The Achilles tendon is an important part of the human body since it helps us with propelling movements like running, jumping, and cycling. However, it can be prone to injuries if Achilles tendon stretches aren’t part of your routine.
The Achilles tendon runs along the back of the lower leg and then connects two major calf muscles to the back of the heel bone. Without this tendon, we wouldn’t be able to point our toes. If you are active, then you likely put a lot of pressure on your feet and legs, which means you need to take good care of your Achilles tendon. While it can stand a lot of pressure, the Achilles tendon can tear or rupture. It can also weaken after years of overuse or from exposure to high-dose corticosteroids. Achilles tendinitis occurs most often in runners.
Stretches and Exercises for Achilles Tendon
There are many different Achilles tendon exercises and stretches that you can benefit from. Achilles tendon exercises make sense for all of us but are particularly important if you are active. If you want to stay in the game, then Achilles tendon stretches are vital.
Here are some common Achilles tendon exercises and stretches:
- Standing Achilles stretch – also referred to as the lean-and-lunge, this Achilles tendon stretch isolates the tendon and the soleus muscle, which is located in the ankle. To do this stretch, you stand about arm’s length away from a wall, lean forward with both hands on the wall, and extend one foot back, making sure the heel is flat on the floor. The other foot stays closer to the wall, and you lean forward and press down on the back heel with your knee slightly bent. You hold for about 30 seconds and then switch sides.
- Seated towel stretches – for this Achilles exercise, you sit on the floor with your legs extended out in front of you. Place a towel under the balls of your feet and grab each end with a hand. Now, sitting up straight, pull the towel toward you until you feel a stretch. Hold for up to 30 seconds and release. You can repeat this movement a few times.

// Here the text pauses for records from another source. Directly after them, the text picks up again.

impl AccountGenerator {
    pub fn new(year: i32, seed: u64) -> Self {
        AccountGenerator {
            year,
            rng: Sampler::seeded(seed),
            next_id: 1,
            branches: (1..=10).map(|i| format!("BR{:03}", i)).collect(),
        }
    }

    /// Customers are this year's plus any prior-year sample already merged in
    pub fn generate(&mut self, customers: &[BankCustomer]) -> Vec<Account> {
        let (window_start, window_end) = opening_window(self.year);
        let citizenship: HashMap<&str, &str> = customers
            .iter()
            .map(|c| (c.customer_id.as_str(), c.citizenship.as_str()))
            .collect();
        let individual_ids: Vec<&str> = customers
            .iter()
            .filter(|c| !c.is_company())
            .map(|c| c.customer_id.as_str())
            .collect();

        let mut accounts = Vec::new();

        for customer in customers.iter().filter(|c| !c.is_company()) {
            let earliest = window_start.max(customer.date_of_entry);
            let count = self.accounts_for(customer);

            for _ in 0..count {
                let acc_type = self.account_type_for(customer);
                if acc_type == AccountType::Joint {
                    continue;
                }
                let opening = self.rng.date_between(earliest, window_end);
                let fica = customer.citizenship != "ZA";
                let expected = round_to(self.rng.lognormal(8.5, 1.2), 2);
                accounts.push(self.build(customer, acc_type, opening, Some(fica), expected, None));
            }

            let joint = if self.year == 2020 { 0 } else { self.rng.int(0, 2) };
            let max_partners = individual_ids.len().saturating_sub(1).min(3);
            for _ in 0..joint {
                if max_partners == 0 {
                    break;
                }
                let others: Vec<&str> = individual_ids
                    .iter()
                    .copied()
                    .filter(|id| *id != customer.customer_id)
                    .collect();
                let k = (self.rng.int(1, 3) as usize).min(max_partners);
                let partners = self.rng.sample(&others, k);
                let fica = std::iter::once(customer.customer_id.as_str())
                    .chain(partners.iter().copied())
                    .any(|id| citizenship.get(id).map_or(false, |c| *c != "ZA"));
                let opening = self.rng.date_between(earliest, window_end);
                let expected = round_to(self.rng.lognormal(8.5, 1.2), 2).min(100_000.0);
                let linked = Some(partners.join(";"));
                accounts.push(self.build(customer, AccountType::Joint, opening, Some(fica), expected, linked));
            }
        }

        for customer in customers.iter().filter(|c| c.is_company()) {
            let earliest = window_start.max(customer.date_of_entry);
            let count = if self.year == 2020 { 1 } else { *self.rng.weighted(&[(1, 0.8), (2, 0.2)]) };
            for _ in 0..count {
                let opening = self.rng.date_between(earliest, window_end);
                let expected = round_to(self.rng.uniform(10_000.0, 1_000_000.0), 2);
                accounts.push(self.build(customer, AccountType::Business, opening, None, expected, None));
            }
        }

        tracing::info!(year = self.year, accounts = accounts.len(), "bank accounts generated");
        accounts
    }

    fn accounts_for(&mut self, customer: &BankCustomer) -> u32 {
        let age = customer.age.unwrap_or(30);
        match IncomeLevel::of(customer.annual_income) {
            IncomeLevel::High if age > 35 => *self.rng.weighted(&[(1, 0.2), (2, 0.4), (3, 0.3), (4, 0.1)]),
            IncomeLevel::Medium if age > 25 => *self.rng.weighted(&[(1, 0.4), (2, 0.4), (3, 0.2)]),
            _ => *self.rng.weighted(&[(1, 0.7), (2, 0.3)]),
        }
    }

    fn account_type_for(&mut self, customer: &BankCustomer) -> AccountType {
        use AccountType::*;
        let income = customer.annual_income.unwrap_or(300_000.0);
        let choices: &[(AccountType, f64)] = if income < 100_000.0 {
            &[(Easy, 0.7), (Savings, 0.3)]
        } else if income < 300_000.0 {
            &[(Savings, 0.5), (Current, 0.3), (Cheque, 0.2)]
        } else if income < 600_000.0 {
            &[(Current, 0.3), (Cheque, 0.2), (Aspire, 0.3), (Gold, 0.2)]
        } else if income < 1_000_000.0 {
            &[(Gold, 0.4), (Premium, 0.4), (Current, 0.2)]
        } else {
            &[(Platinum, 0.5), (Premium, 0.3), (Gold, 0.2)]
        };
        *self.rng.weighted(choices)
    }

    fn build(
        &mut self,
        customer: &BankCustomer,
        acc_type: AccountType,
        opening: NaiveDate,
        fica_verified: Option<bool>,
        expected_amount: f64,
        linked_joint_accounts: Option<String>,
    ) -> Account {
        let level = IncomeLevel::of(customer.annual_income);
        let requirements = self.requirements(customer, acc_type);
        let (status, closure_date) = self.status(customer, opening);
        let charges = acc_type.charges();
        let channel = self.channel();
        let zar_share = if acc_type == AccountType::Business { 0.9 } else { 0.95 };
        let currency = if self.rng.chance(zar_share) {
            "ZAR"
        } else {
            *self.rng.pick(&["USD", "EUR"])
        };
        let bundled = self.bundled_products(customer, acc_type);
        let balance = self.opening_balance(acc_type, level);
        let volume = self.transaction_volume(acc_type, level);

        let account = Account {
            account_id: format!("ACC{:07}", self.next_id),
            customer_id: customer.customer_id.clone(),
            account_type: acc_type,
            opening_date: opening,
            branch_code: self.rng.pick(&self.branches).clone(),
            kyc_verified: true,
            fica_verified,
            expected_amount,
            account_status: status.to_string(),
            closure_date,
            linked_joint_accounts,
            interest_rate: charges.interest_rate,
            monthly_charges: charges.monthly_charges,
            transactions_rate: charges.transactions_rate,
            negative_balance_rate: charges.negative_balance_rate,
            bundled_products: bundled,
            currency: currency.to_string(),
            account_tier: tier_for(acc_type, level).to_string(),
            account_balance: balance,
            transaction_volume: volume,
            // Credit limits only apply to credit facilities, never to these deposit accounts
            credit_limit: 0.0,
            proof_of_income_provided: requirements.proof_of_income,
            proof_of_address_provided: true,
            bank_statements_provided: requirements.bank_statements,
            employer_letter_provided: requirements.employer_letter,
            business_registration_provided: requirements.business_registration,
            tax_certificate_provided: requirements.tax_certificate,
            minimum_deposit_met: true,
            opening_channel: channel.name.to_string(),
            requires_branch_visit: matches!(channel.name, "branch" | "agent"),
            digital_onboarding: matches!(channel.name, "online" | "mobile_app"),
            staff_assisted: matches!(channel.name, "branch" | "phone" | "agent"),
            verification_method: channel.verification_method.map(str::to_string),
            instant_approval: channel.instant_approval,
        };
        self.next_id += 1;
        account
    }

    fn requirements(&mut self, customer: &BankCustomer, acc_type: AccountType) -> Requirements {
        let mut req = Requirements::default();
        if acc_type.is_premium_family() {
            req.proof_of_income = self.rng.chance(0.9);
            req.bank_statements = self.rng.chance(0.7);
        }
        if acc_type == AccountType::Business {
            req.business_registration = true;
            req.tax_certificate = self.rng.chance(0.8);
            req.bank_statements = self.rng.chance(0.6);
        }
        if !matches!(customer.occupation.as_str(), "Unemployed" | "Student" | "Self-Employed") {
            req.employer_letter = self.rng.chance(0.6);
            req.proof_of_income = self.rng.chance(0.8);
        }
        req
    }

    /// Status as of year end. Accounts open for more than three years may close.
    fn status(&mut self, customer: &BankCustomer, opening: NaiveDate) -> (&'static str, Option<NaiveDate>) {
        let year_end = opening_window(self.year).1;
        let days_open = (year_end - opening).num_days();

        if customer.risk_score > 0.8 {
            return (*self.rng.weighted(&[("active", 0.6), ("restricted", 0.25), ("frozen", 0.15)]), None);
        }
        if customer.risk_score > 0.6 {
            return (*self.rng.weighted(&[("active", 0.85), ("restricted", 0.15)]), None);
        }
        if days_open > 1095 {
            let p_close = 0.05 + (days_open - 1095) as f64 / 10_000.0;
            if self.rng.chance(p_close) {
                let closed = self.rng.date_between(opening + chrono::Duration::days(1095), year_end);
                return ("closed", Some(closed));
            }
        }
        (*self.rng.weighted(&[("active", 0.92), ("dormant", 0.08)]), None)
    }

    fn bundled_products(&mut self, customer: &BankCustomer, acc_type: AccountType) -> Option<String> {
        let mut products = Vec::new();
        if acc_type.is_premium_family() {
            if self.rng.chance(0.6) {
                products.push("investment_account");
            }
            if self.rng.chance(0.4) {
                products.push("credit_card");
            }
            if self.rng.chance(0.3) {
                products.push("overdraft_facility");
            }
        }
        if customer.is_company() {
            if self.rng.chance(0.5) {
                products.push("business_credit_line");
            }
            if self.rng.chance(0.3) {
                products.push("merchant_services");
            }
            if self.rng.chance(0.4) {
                products.push("payroll_services");
            }
        } else if customer.age.unwrap_or(30) < 25 && customer.occupation == "Student" && self.rng.chance(0.8) {
            products.push("student_card");
        }

        if products.is_empty() {
            None
        } else {
            Some(products.join(";"))
        }
    }

    fn channel(&mut self) -> Channel {
        let name = *self.rng.weighted(&[
            ("branch", 0.85),
            ("online", 0.25),
            ("mobile_app", 0.15),
            ("phone", 0.10),
            ("agent", 0.05),
        ]);
        if matches!(name, "online" | "mobile_app") {
            Channel {
                name,
                verification_method: Some(*self.rng.pick(&["biometric", "document_upload", "video_call"])),
                instant_approval: self.rng.chance(0.7),
            }
        } else {
            Channel {
                name,
                verification_method: None,
                instant_approval: false,
            }
        }
    }

    fn opening_balance(&mut self, acc_type: AccountType, level: IncomeLevel) -> f64 {
        let mut balance = self.rng.lognormal(8.5, 1.2);
        balance *= match level {
            IncomeLevel::High => 5.0,
            IncomeLevel::Medium => 2.0,
            IncomeLevel::Low => 1.0,
        };
        if acc_type.is_premium_family() {
            balance *= 3.0;
        } else if acc_type == AccountType::Business {
            balance *= 10.0;
        }
        round_to(balance, 2).max(0.0)
    }

    fn transaction_volume(&mut self, acc_type: AccountType, level: IncomeLevel) -> u32 {
        let (lo, hi) = match (acc_type, level) {
            (AccountType::Business, _) => (50, 200),
            (_, IncomeLevel::High) => (20, 80),
            (_, IncomeLevel::Medium) => (10, 50),
            (_, IncomeLevel::Low) => (5, 30),
        };
        self.rng.int(lo, hi) as u32
    }
}
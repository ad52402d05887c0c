// Synthetic Ledgers - Core Library
// Seeded generators for airline, banking and insurance datasets

pub mod config;
pub mod error;
pub mod random;
pub mod table;
pub mod identity;
pub mod manifest;
pub mod quality;
pub mod pipeline;

pub mod airline;
pub mod banking;
pub mod insurance;

// Re-export commonly used types
pub use config::{GeneratorConfig, SeedPolicy, VolumeBounds};
pub use error::GenError;
pub use random::Sampler;
pub use table::{read_or_empty, read_table, write_table, DataLayout, Domain};
pub use manifest::{Event, RunRecord};
pub use quality::{
    BatchSummary, DatasetQualityEngine, QualityIssue, QualityReport, Severity, ValidationResult,
};
pub use pipeline::{
    find_generator, recorded_runs, run_generator, run_pipeline, validate, verify, RunOutcome, Verification,
};

/// Library version
pub const VERSION: &str = env!("CARGO_PKG_VERSION");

- Standing toe raises – this exercise for Achilles tendonitis uses gravity to stretch the tendon slowly. Place a three-inch-high board near a wall or counter. Alternatively, you can use the stairs. Put the ball of your foot on the edge of the board or stair so that your heel hovers freely. You can hold the wall for support and let your heel dip below the edge of the board until you feel a gentle stretch. Hold for five seconds. Lift your heal until you are on your tiptoes and hold for five seconds. Switch legs and repeat the exercise.
- Sitting egg stretch – as stretches for Achilles tendon go, this one sounds odd but is really a specific type of squat. First, you stand with your feet hip-width apart, and then you lower your body until your bottom makes contact with your heels. Place your hands on the floor in front of you and put your elbows between your knees. Now, lean forward as you press your elbows outward against the knees. As you remain on your toes, gently push your heels downward until you feel a slight stretch. Hold from 10 to 30 seconds and then lift your bottom.
- Sitting heel raises – sit on a chair for this Achilles tendon exercise. Raise your toes as high as you can and slowly lower your heels. You can make it harder by pressing on your thighs or holding a weight on your thighs. Doing this exercise several times a day can be beneficial.
- Bilateral heel drop – for this exercise you stand on the edge of a stair and put the front part of each foot on the stair. Holding on to the railing for support, slowly lift your heels off the ground and slowly lower your heels.
- Unilateral heel drop – this is like the bilateral heel drop only you do one leg while the other leg is bent. Raise your heel off the ground and slowly lower it and then switch legs.
- Gastrocnemius muscle stretch – the gastrocnemius is a calf muscle that connects to the Achilles tendon. If you stretch it, you will also be stretching the Achilles. One way to stretch the gastrocnemius is to face a wall with your left foot forward, and your right foot stepped back approximately one foot. You can brace your body against the wall using the palms of your hands. Bend your left knee and straighten your right. Lean forward into the wall and bend your left knee until you feel a stretch in the right Achilles. Hold for 15 to 20 seconds and switch sides.
- Calf door stretch – this Achilles tendon exercise can be carried out by placing the ball of your left foot against the bottom of a door with your heel on the ground. Step your right foot back. Straighten both of your legs and put your hands against the door. Shift your hips and torso forward until you feel a stretch in your left Achilles. Hold for 15 to 20 seconds, switch sides and repeat.
Safety Tips While Performing Stretches for Achilles Tendon
Stretches for Achilles tendon sound safe enough, but there can be a tendency to overdo it and cause more stress to an affected tendon. If you have never done Achilles tendon exercises and are thinking of trying them, review some of the precautions outlined here.
- Don’t overstretch
- Do gentle stretching after your exercises
- Massage with ice for 15 to 20 minutes after Achilles stretches
- Rest to relax the Achilles tendon
- Follow professional advice and other treatments while doing exercises for Achilles tendinitis.
While the exercises and stretches outlined here are relatively gentle, it is best to consult with a doctor before engaging in any new exercise routine, especially if you know you have a health issue such as, Achilles tendinitis.